Messieurs, puis-je savoir où vous emmenez mon employé ?

Au poste, répondait le gars de la police. Nous avons quelques petites questions à lui poser.

Avec les menottes ?

Et là l'autre gus, qui n'avait guère de conversation, répondait toujours :

Simple formalité.

Et personne n'était plus avancé. Sauf que là, Giles ralluma aussi sec son téléphone vintage. Revenant à sa langue maternelle car, il fallait bien l'avouer il avait un accent de merde, il conclut d'un air faussement affable et snob :

— Très bien, je préviens son père, ce qui vous épargnera la peine d'avoir à le faire.

Spike eut la satisfaction de voir le conducteur du véhicule de police plisser les yeux d'un air mécontent et puis faire brailler à fond la sirène avant de démarrer. Il avait le sentiment d'avoir assisté à une sorte de petit duel d'influence, dont il aurait aimé connaître la teneur.

— Il se passe quoi, là ?

— Rien de grave. Pendant que j'appelle le secrétariat de M. Galardi, tu peux aller chercher la petite Thisbé ? Je lui ai trouvé un foyer d'accueil et on peut y aller dès ce soir.

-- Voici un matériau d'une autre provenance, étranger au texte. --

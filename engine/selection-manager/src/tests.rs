//! Scenario and property tests for the selection manager

use std::sync::Arc;

use market_data::{CatalogIndex, CoinCard};
use persistence::{InMemoryPersistence, PersistedStoreExt};

use crate::events::{COIN_ADDED_NOTICE, COIN_REMOVED_NOTICE};
use crate::{
    rules, OverflowState, ReplaceOption, SelectionChange, SelectionConfig, SelectionEvent,
    SelectionManager,
};

fn ids(items: &[&str]) -> Vec<String> {
    items.iter().map(|s| s.to_string()).collect()
}

fn create_test_catalog() -> CatalogIndex {
    CatalogIndex::new(vec![
        CoinCard::new("a", "aaa", "Coin A"),
        CoinCard::new("b", "bbb", "Coin B"),
        CoinCard::new("c", "ccc", "Coin C"),
        CoinCard::new("d", "ddd", "Coin D"),
        CoinCard::new("e", "eee", "Coin E"),
        CoinCard::new("f", "fff", "Coin F"),
    ])
}

fn create_test_manager(initial: &[&str]) -> (Arc<InMemoryPersistence>, SelectionManager) {
    let store = Arc::new(InMemoryPersistence::default());
    store.write("selectedCoinIds", &ids(initial)).unwrap();

    let mut manager = SelectionManager::hydrate(store.clone(), SelectionConfig::default()).unwrap();
    manager.set_catalog(create_test_catalog());
    (store, manager)
}

fn persisted(store: &InMemoryPersistence) -> Vec<String> {
    store.read("selectedCoinIds", Vec::new())
}

#[cfg(test)]
mod scenario_tests {
    use super::*;

    #[test]
    fn test_first_add_is_persisted() {
        let (store, mut manager) = create_test_manager(&[]);

        let change = manager.request_add("btc").unwrap();

        assert_eq!(change, SelectionChange::Applied(SelectionEvent::Added { id: "btc".to_string() }));
        assert_eq!(manager.selection(), ["btc"]);
        assert_eq!(persisted(&store), vec!["btc"]);
    }

    #[test]
    fn test_overflow_then_confirm() {
        let (store, mut manager) = create_test_manager(&["a", "b", "c", "d", "e"]);

        let change = manager.request_add("f").unwrap();
        match change {
            SelectionChange::AwaitingReplacement { pending, options } => {
                assert_eq!(pending, "f");
                assert_eq!(options.len(), 5);
                assert_eq!(options[0], ReplaceOption { id: "a".to_string(), symbol: "aaa".to_string() });
            }
            other => panic!("Expected AwaitingReplacement, got {other:?}"),
        }
        assert_eq!(manager.state(), &OverflowState::AwaitingReplacement { pending: "f".to_string() });
        assert_eq!(manager.pending_symbol(), Some("FFF".to_string()));
        assert_eq!(manager.selection(), ["a", "b", "c", "d", "e"]);

        let event = manager.confirm_replacement("b").unwrap();

        assert_eq!(event, SelectionEvent::Replaced { removed: "b".to_string(), added: "f".to_string() });
        assert_eq!(event.notices(), vec![COIN_REMOVED_NOTICE, COIN_ADDED_NOTICE]);
        assert_eq!(manager.selection(), ["a", "c", "d", "e", "f"]);
        assert_eq!(manager.state(), &OverflowState::Idle);
        assert_eq!(persisted(&store), vec!["a", "c", "d", "e", "f"]);
    }

    #[test]
    fn test_overflow_then_cancel() {
        let (store, mut manager) = create_test_manager(&["a", "b", "c", "d", "e"]);
        let writes_before = store.write_count();

        manager.request_add("f").unwrap();
        assert_eq!(manager.cancel_replacement().unwrap(), "f");

        assert_eq!(manager.state(), &OverflowState::Idle);
        assert_eq!(manager.selection(), ["a", "b", "c", "d", "e"]);
        assert_eq!(store.write_count(), writes_before);

        // Back to normal operation
        assert!(matches!(manager.remove("a").unwrap(), SelectionChange::Applied(_)));
    }

    #[test]
    fn test_pending_symbol_falls_back_to_id() {
        let (_, mut manager) = create_test_manager(&["a", "b", "c", "d", "e"]);
        manager.request_add("not-in-catalog").unwrap();
        assert_eq!(manager.pending_symbol(), Some("NOT-IN-CATALOG".to_string()));
    }

    #[test]
    fn test_toggle() {
        let (_, mut manager) = create_test_manager(&["a"]);

        assert_eq!(
            manager.toggle("b", true).unwrap(),
            SelectionChange::Applied(SelectionEvent::Added { id: "b".to_string() })
        );
        assert_eq!(manager.toggle("b", true).unwrap(), SelectionChange::Unchanged);
        assert_eq!(
            manager.toggle("a", false).unwrap(),
            SelectionChange::Applied(SelectionEvent::Removed { id: "a".to_string() })
        );
        assert_eq!(manager.toggle("a", false).unwrap(), SelectionChange::Unchanged);
        assert_eq!(manager.selection(), ["b"]);
    }

    #[test]
    fn test_symbols_follow_selection() {
        let (_, mut manager) = create_test_manager(&["c", "stale", "a"]);
        assert_eq!(manager.symbols(), ids(&["CCC", "AAA"]));

        manager.remove("c").unwrap();
        assert_eq!(manager.symbols(), ids(&["AAA"]));
    }

    #[test]
    fn test_replace_options_skip_stale_ids() {
        let (_, manager) = create_test_manager(&["a", "stale", "b"]);
        let options: Vec<_> = manager.replace_options().into_iter().map(|o| o.id).collect();
        assert_eq!(options, ids(&["a", "b"]));
    }

    #[test]
    fn test_event_notices() {
        assert_eq!(SelectionEvent::Added { id: "a".into() }.notices(), vec![COIN_ADDED_NOTICE]);
        assert_eq!(SelectionEvent::Removed { id: "a".into() }.notices(), vec![COIN_REMOVED_NOTICE]);
    }

    #[test]
    fn test_selection_survives_restart_on_disk() {
        let temp_dir = tempfile::TempDir::new().unwrap();

        {
            let store = Arc::new(persistence::create_local_persistence(temp_dir.path()).unwrap());
            let mut manager = SelectionManager::hydrate(store, SelectionConfig::default()).unwrap();
            manager.request_add("bitcoin").unwrap();
            manager.request_add("ethereum").unwrap();
            manager.remove("bitcoin").unwrap();
        }

        let store = Arc::new(persistence::create_local_persistence(temp_dir.path()).unwrap());
        let manager = SelectionManager::hydrate(store, SelectionConfig::default()).unwrap();
        assert_eq!(manager.selection(), ["ethereum"]);
    }

    #[test]
    fn test_corrupt_file_hydrates_empty() {
        let temp_dir = tempfile::TempDir::new().unwrap();
        std::fs::write(temp_dir.path().join("selectedCoinIds.json"), "{not json").unwrap();

        let store = Arc::new(persistence::create_local_persistence(temp_dir.path()).unwrap());
        let manager = SelectionManager::hydrate(store, SelectionConfig::default()).unwrap();
        assert!(manager.is_empty());
    }

    #[test]
    fn test_custom_max_size() {
        let store = Arc::new(InMemoryPersistence::default());
        let config = SelectionConfig { max_size: 2, ..Default::default() };
        let mut manager = SelectionManager::hydrate(store, config).unwrap();

        manager.request_add("a").unwrap();
        manager.request_add("b").unwrap();
        assert!(!manager.can_add());
        assert!(matches!(
            manager.request_add("c").unwrap(),
            SelectionChange::AwaitingReplacement { .. }
        ));
    }
}

#[cfg(test)]
mod property_tests {
    use super::*;
    use proptest::prelude::*;

    /// Unique ids drawn from a small alphabet so collisions with candidates are common
    fn selection_strategy(max_len: usize) -> impl Strategy<Value = Vec<String>> {
        proptest::collection::hash_set("[a-h]", 0..=max_len)
            .prop_map(|set| set.into_iter().collect::<Vec<String>>())
    }

    proptest! {
        #[test]
        fn add_appends_when_room(selection in selection_strategy(4), id in "[a-z]{2}") {
            // Two-letter ids never collide with the one-letter selection
            let next = rules::add(&selection, &id, 5);
            prop_assert_eq!(next.len(), selection.len() + 1);
            prop_assert_eq!(&next[..selection.len()], &selection[..]);
            prop_assert_eq!(next.last(), Some(&id));
        }

        #[test]
        fn full_selection_rejects_add(
            selection in proptest::collection::hash_set("[a-h]", 5).prop_map(|s| s.into_iter().collect::<Vec<String>>()),
            id in "[a-z]{2}",
        ) {
            prop_assert!(!rules::can_add(&selection, 5));
            prop_assert_eq!(rules::add(&selection, &id, 5), selection);
        }

        #[test]
        fn remove_is_idempotent_and_order_preserving(selection in selection_strategy(5), id in "[a-h]") {
            let once = rules::remove(&selection, &id);
            let twice = rules::remove(&once, &id);
            prop_assert_eq!(&once, &twice);

            let expected: Vec<String> = selection.iter().filter(|s| **s != id).cloned().collect();
            prop_assert_eq!(once, expected);
        }

        #[test]
        fn replace_swaps_one_for_one(selection in selection_strategy(5), victim_index in 0usize..5, id in "[a-z]{2}") {
            prop_assume!(!selection.is_empty());
            let victim = selection[victim_index % selection.len()].clone();

            let next = rules::replace(&selection, &victim, &id, 5);

            let mut expected: Vec<String> = selection.iter().filter(|s| **s != victim).cloned().collect();
            expected.push(id.clone());
            prop_assert_eq!(next.len(), selection.len());
            prop_assert!(!next.contains(&victim));
            prop_assert_eq!(next, expected);
        }

        #[test]
        fn manager_never_exceeds_limit(ops in proptest::collection::vec(("[a-h]", any::<bool>(), 0usize..6), 0..60)) {
            let store = Arc::new(InMemoryPersistence::default());
            let mut manager = SelectionManager::hydrate(store.clone(), SelectionConfig::default()).unwrap();

            for (id, checked, victim_index) in ops {
                if manager.pending().is_some() {
                    if victim_index == 5 {
                        manager.cancel_replacement().unwrap();
                    } else {
                        let victim = manager.selection()[victim_index % manager.len()].clone();
                        manager.confirm_replacement(&victim).unwrap();
                    }
                    continue;
                }
                manager.toggle(&id, checked).unwrap();

                let unique: std::collections::HashSet<_> = manager.selection().iter().collect();
                prop_assert!(manager.len() <= 5);
                prop_assert_eq!(unique.len(), manager.len());
                prop_assert_eq!(persisted(&store), manager.selection().to_vec());
            }
        }
    }
}
use serde::{Deserialize, Serialize};
use std::time::Duration;

/// Configuration for the market data clients
#[derive(Debug, Clone, Serialize, Deserialize)]
#[serde(default)]
pub struct MarketDataConfig {
    /// CoinGecko API base URL (catalog and coin details)
    pub coingecko_base_url: String,

    /// CryptoCompare API base URL (live prices)
    pub cryptocompare_base_url: String,

    /// Quote currency for the catalog listing
    pub vs_currency: String,

    /// Number of coins requested for the catalog page
    pub catalog_page_size: u32,

    /// HTTP request timeout in seconds
    pub request_timeout_secs: u64,

    /// How long coin details stay fresh in the caches (seconds)
    pub detail_cache_ttl_secs: u64,

    /// Maximum number of entries kept by the in-memory detail cache
    pub detail_cache_max_size: usize,
}

impl Default for MarketDataConfig {
    fn default() -> Self {
        Self {
            coingecko_base_url: "https://api.coingecko.com/api/v3".to_string(),
            cryptocompare_base_url: "https://min-api.cryptocompare.com".to_string(),
            vs_currency: "usd".to_string(),
            catalog_page_size: 100,
            request_timeout_secs: 15,
            detail_cache_ttl_secs: 120,
            detail_cache_max_size: 256,
        }
    }
}

impl MarketDataConfig {
    /// Load configuration from environment variables
    pub fn from_env() -> Self {
        let mut config = Self::default();
        config.apply_env();
        config
    }

    /// Override provider URLs and the request timeout from the environment
    pub fn apply_env(&mut self) {
        if let Ok(url) = std::env::var("COINGECKO_BASE_URL") {
            self.coingecko_base_url = url;
        }

        if let Ok(url) = std::env::var("CRYPTOCOMPARE_BASE_URL") {
            self.cryptocompare_base_url = url;
        }

        if let Ok(timeout) = std::env::var("MARKET_DATA_TIMEOUT_SECS") {
            if let Ok(secs) = timeout.parse() {
                self.request_timeout_secs = secs;
            }
        }
    }

    /// Get request timeout as Duration
    pub fn request_timeout(&self) -> Duration {
        Duration::from_secs(self.request_timeout_secs)
    }

    /// Get detail cache TTL as Duration
    pub fn detail_cache_ttl(&self) -> Duration {
        Duration::from_secs(self.detail_cache_ttl_secs)
    }

    /// Validate the configuration
    pub fn validate(&self) -> Result<(), String> {
        for (name, url) in [
            ("coingecko_base_url", &self.coingecko_base_url),
            ("cryptocompare_base_url", &self.cryptocompare_base_url),
        ] {
            if url::Url::parse(url).is_err() {
                return Err(format!("{name} is not a valid URL: {url}"));
            }
        }

        if self.catalog_page_size == 0 || self.catalog_page_size > 250 {
            return Err("catalog_page_size must be between 1 and 250".to_string());
        }

        if self.request_timeout_secs == 0 {
            return Err("request_timeout_secs must be greater than 0".to_string());
        }

        if self.detail_cache_max_size == 0 {
            return Err("detail_cache_max_size must be greater than 0".to_string());
        }

        Ok(())
    }
}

Si on part tout de suite pour attraper un train de nuit, on ira jusqu'à Milan, de là à Lyon, on remonte à Paris et puis une fois là on prendra l'Eurostar…

— Arrête de jouer les guides touristiques. Comment ça « Rien de grave » ? L'autre se fait embarquer par les flics comme un malpropre et personne ne dit rien ? Et en plus, pourquoi tu ferais la moitié de l'Europe en train au lieu de prendre l'avion ?

— Parce que je n'ai pas tous les papiers d'identité nécessaires pour cette enfant. Vu le peu de temps que j'ai eu pour les faire faire, il vaudra mieux qu'on ne les regarde pas de trop près. Ce sera un peu plus facile de tricher sur un voyage en train plutôt que d'essayer de berner la douane d'un aéroport. Et comme ça, elle verra un peu du pays… Pronto? Vorrei parlare con la segretaria del signor Galardi. Si, sto aspettando… *

— Pourquoi on ne prend pas l'Insectoïde ?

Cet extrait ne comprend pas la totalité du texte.